On Sun, 2016-11-13 at 10:55 -0500, Laine Stump wrote:
> 2) pci-bridge was requested with user-supplied address that is
on a
> nonexistent bus, and that bus number is >1 over the current last bus
> (i.e. there is a gap in the controller indexes). This would happen if,
> for example, someone put this in their xml:
>
> <controller type='pci' index='0'
model='pci-root'/>
> <controller type='pci' index='2'
model='pci-bridge'/>
>
> (if libvirt was setting the index, it would have set the index for the
> pci-bridge to '1').
>
> a) pci-root - okay, here's where what you're saying would apply -
> we need to add extra pci-bridges
> to fill in the "empty space" in the list of controllers.
>
> b) pcie-root - actually we have the same issue in this case.
>
> Personally I think that it's nonsensical for a user to do that, and
> trying to support "empty regions" in the PCI address space by
> auto-adding pci-bridges is pointless busywork, but we have supported
> it in the past, so I guess we need to now. Sigh.
But wait! Look at the example above - that's *exactly* the odd case that
patch 11/17 (the RFC patch that we agreed wasn't worthwhile) remedies.

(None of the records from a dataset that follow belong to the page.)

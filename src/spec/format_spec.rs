// ============================================================================
// Number Format Spec
// Immutable configuration describing how a number is grouped and punctuated
// ============================================================================

use super::errors::{SpecError, SpecResult};
use smallvec::SmallVec;

#[cfg(feature = "serde")]
use serde::{Deserialize, Serialize};

/// Some locales group digits with a non-breaking space, which users cannot
/// type. Wherever it appears as a grouping separator, a regular space is
/// accepted on input as well.
pub const NON_BREAKING_SPACE: char = '\u{a0}';

/// Immutable description of a numeric text format.
///
/// A spec captures everything needed to decide what a formatted number looks
/// like and which keystroke sequences are acceptable while one is being
/// typed: separators, digits per group, digit limits and sign handling.
///
/// Constructed once per configuration and never mutated afterwards; the
/// `with_*` builder methods consume and return the value.
///
/// # Example
/// ```
/// use numentry::spec::NumberFormatSpec;
///
/// let spec = NumberFormatSpec::new(' ', ',')
///     .with_max_integer_digits(9)
///     .with_fraction_digits(0, 2);
/// assert!(spec.validate().is_ok());
/// ```
#[derive(Debug, Clone, PartialEq, Eq)]
#[cfg_attr(feature = "serde", derive(Serialize, Deserialize))]
pub struct NumberFormatSpec {
    grouping_separator: char,
    grouping_alternatives: Vec<char>,
    decimal_separator: char,
    grouping_size: usize,
    max_integer_digits: usize,
    min_fraction_digits: usize,
    max_fraction_digits: usize,
    negative_allowed: bool,
    sign_character: char,
}

impl NumberFormatSpec {
    /// Default number of digits per group
    const DEFAULT_GROUPING_SIZE: usize = 3;

    /// Default cap on integer digits
    const DEFAULT_MAX_INTEGER_DIGITS: usize = 15;

    /// Default cap on fraction digits
    const DEFAULT_MAX_FRACTION_DIGITS: usize = 3;

    /// Create a spec with the given separators and the default limits:
    /// groups of three, up to 15 integer digits, up to 3 fraction digits,
    /// negative values allowed with a leading `-`.
    pub fn new(grouping_separator: char, decimal_separator: char) -> Self {
        Self {
            grouping_separator,
            grouping_alternatives: Vec::new(),
            decimal_separator,
            grouping_size: Self::DEFAULT_GROUPING_SIZE,
            max_integer_digits: Self::DEFAULT_MAX_INTEGER_DIGITS,
            min_fraction_digits: 0,
            max_fraction_digits: Self::DEFAULT_MAX_FRACTION_DIGITS,
            negative_allowed: true,
            sign_character: '-',
        }
    }

    /// Builder method: Set digits per group
    pub fn with_grouping_size(mut self, size: usize) -> Self {
        self.grouping_size = size;
        self
    }

    /// Builder method: Set the maximum number of integer digits
    pub fn with_max_integer_digits(mut self, digits: usize) -> Self {
        self.max_integer_digits = digits;
        self
    }

    /// Builder method: Set minimum and maximum fraction digits
    pub fn with_fraction_digits(mut self, min: usize, max: usize) -> Self {
        self.min_fraction_digits = min;
        self.max_fraction_digits = max;
        self
    }

    /// Builder method: Allow or forbid negative values
    pub fn with_negative_allowed(mut self, allowed: bool) -> Self {
        self.negative_allowed = allowed;
        self
    }

    /// Builder method: Set the sign character used for negative values
    pub fn with_sign_character(mut self, sign: char) -> Self {
        self.sign_character = sign;
        self
    }

    /// Builder method: Accept additional characters as grouping separators
    /// on input. Output formatting always uses the main separator.
    pub fn with_grouping_alternatives<I: IntoIterator<Item = char>>(mut self, chars: I) -> Self {
        self.grouping_alternatives = chars.into_iter().collect();
        self
    }

    /// Validate the configuration.
    ///
    /// # Errors
    /// The first violated invariant, as a [`SpecError`].
    pub fn validate(&self) -> SpecResult<()> {
        if self.grouping_size == 0 {
            return Err(SpecError::GroupingSizeZero);
        }
        if self.max_integer_digits == 0 {
            return Err(SpecError::NoIntegerDigits);
        }
        if self.min_fraction_digits > self.max_fraction_digits {
            return Err(SpecError::FractionRangeInverted {
                min: self.min_fraction_digits,
                max: self.max_fraction_digits,
            });
        }
        if self.grouping_separator == self.decimal_separator {
            return Err(SpecError::SeparatorClash {
                separator: self.decimal_separator,
            });
        }
        Ok(())
    }

    pub fn grouping_separator(&self) -> char {
        self.grouping_separator
    }

    pub fn decimal_separator(&self) -> char {
        self.decimal_separator
    }

    pub fn grouping_size(&self) -> usize {
        self.grouping_size
    }

    pub fn max_integer_digits(&self) -> usize {
        self.max_integer_digits
    }

    pub fn min_fraction_digits(&self) -> usize {
        self.min_fraction_digits
    }

    pub fn max_fraction_digits(&self) -> usize {
        self.max_fraction_digits
    }

    pub fn negative_allowed(&self) -> bool {
        self.negative_allowed
    }

    pub fn sign_character(&self) -> char {
        self.sign_character
    }

    /// All characters accepted as a grouping separator on input: the main
    /// separator, any configured alternatives, and a regular space when the
    /// main separator is a non-breaking space.
    pub fn input_grouping_characters(&self) -> SmallVec<[char; 4]> {
        let mut chars: SmallVec<[char; 4]> = SmallVec::new();
        chars.push(self.grouping_separator);
        if self.grouping_separator == NON_BREAKING_SPACE {
            chars.push(' ');
        }
        for &c in &self.grouping_alternatives {
            if !chars.contains(&c) {
                chars.push(c);
            }
        }
        chars
    }
}

// ============================================================================
// Locale Presets (Factory Methods)
// ============================================================================

impl NumberFormatSpec {
    /// US English: `1,234,567.89`
    pub fn en_us() -> Self {
        Self::new(',', '.')
    }

    /// German: `1.234.567,89`
    pub fn de_de() -> Self {
        Self::new('.', ',')
    }

    /// French: `1 234 567,89` (non-breaking space; regular space accepted
    /// on input)
    pub fn fr_fr() -> Self {
        Self::new(NON_BREAKING_SPACE, ',')
    }

    /// Polish: `1 234 567,89` (non-breaking space; regular space accepted
    /// on input)
    pub fn pl_pl() -> Self {
        Self::new(NON_BREAKING_SPACE, ',')
    }

    /// Swiss German: `1'234'567.89`
    pub fn ch_de() -> Self {
        Self::new('\'', '.')
    }
}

Even without that RFC patch, if you look at the code that creates a
PCIAddressSet (qemuDomainPCIAddressSetCreate()), you'll see that during
the initial creation, the unused bus numbers are filled in with
pcie-root-port or pci-bridge controllers, i.e. the PCIAddressSet is
never "sparse", and thus virDomainPCIAddressSetGrow() is guaranteed
never to encounter the case above. So you're asking for a solution to a
nonexistent problem.
Yup, I had noticed that :)
I'm still a bit unconvinced that function is a rock-solid
as I'd like it to be, but seeing as I've made you go over it
several times and it has resisted all my attempts to break
it, the only reasonable thing I can do is to
ACK
your changes and stop being in the way of progress.